On Malice
Description:... "Ken Babstock is a wonderful and spirited poet, his work is full of musicality, syncopation, wit, and formal acuity, it's all good."—Peter Gizzi
"The flavor of this poetry is complex—it will have to be consumed in small amounts like a sipping tequila. It inebriates quickly. It imparts a convivial brilliance to life. And it is not without its sinister edge."—Ange Mlinko
With poems on perfect blue and a sonnet sequence situated on a derelict NSA surveillance station on a Berlin hill, On Malice assembles evacuated forms, polysemy, prayer, and perverse chatter into poems that enact our paranoia. Channeling Walter Benjamin's son, William Hazlitt, John Donne, and Dick Cheney, they are lyric in their sonic and affective register but coldly methodological in their invented structures and illusions.

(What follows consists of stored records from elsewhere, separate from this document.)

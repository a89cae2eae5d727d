//! Pluggable output sinks (C8): relational, control (dedup-only), JSON-lines,
//! CSV, search index, stdout, and null. Every sink implements [`Sink`]; the
//! [`SinkFanout`] writes a record to each registered sink in turn.

pub mod control;
pub mod csv_sink;
pub mod fanout;
pub mod jsonl;
pub mod null;
pub mod relational;
pub mod search_index;
pub mod sink;
pub mod stdout;

pub use control::ControlSink;
pub use csv_sink::CsvSink;
pub use fanout::SinkFanout;
pub use jsonl::{read_documents, JsonLinesSink};
pub use null::NullSink;
pub use relational::RelationalSink;
pub use search_index::SearchIndexSink;
pub use sink::Sink;
pub use stdout::StdoutSink;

You finish reading it. You cannot
finish reading it. Ice caught
in the can, later, the well. What
shall I be worried about,
the coward well and the ice does
such a lot. They know nothing
of cantilevered blown-out shells
who feed their worry
like veal barns. The dome's aerial
my lodestar and icon, the squirrel
at dusk in the post-informational gloaming
can never not finish reading it as song
Ken Babstock is the author of Methodist Hatchet, which won the Griffin Poetry Prize. His previous titles, Mean, Days into Flatspin, and Airstream Land Yacht, hold nominations for the Governor General's Award and the Winterset Prize. Poems from this book have been nominated for the Pushcart Prize.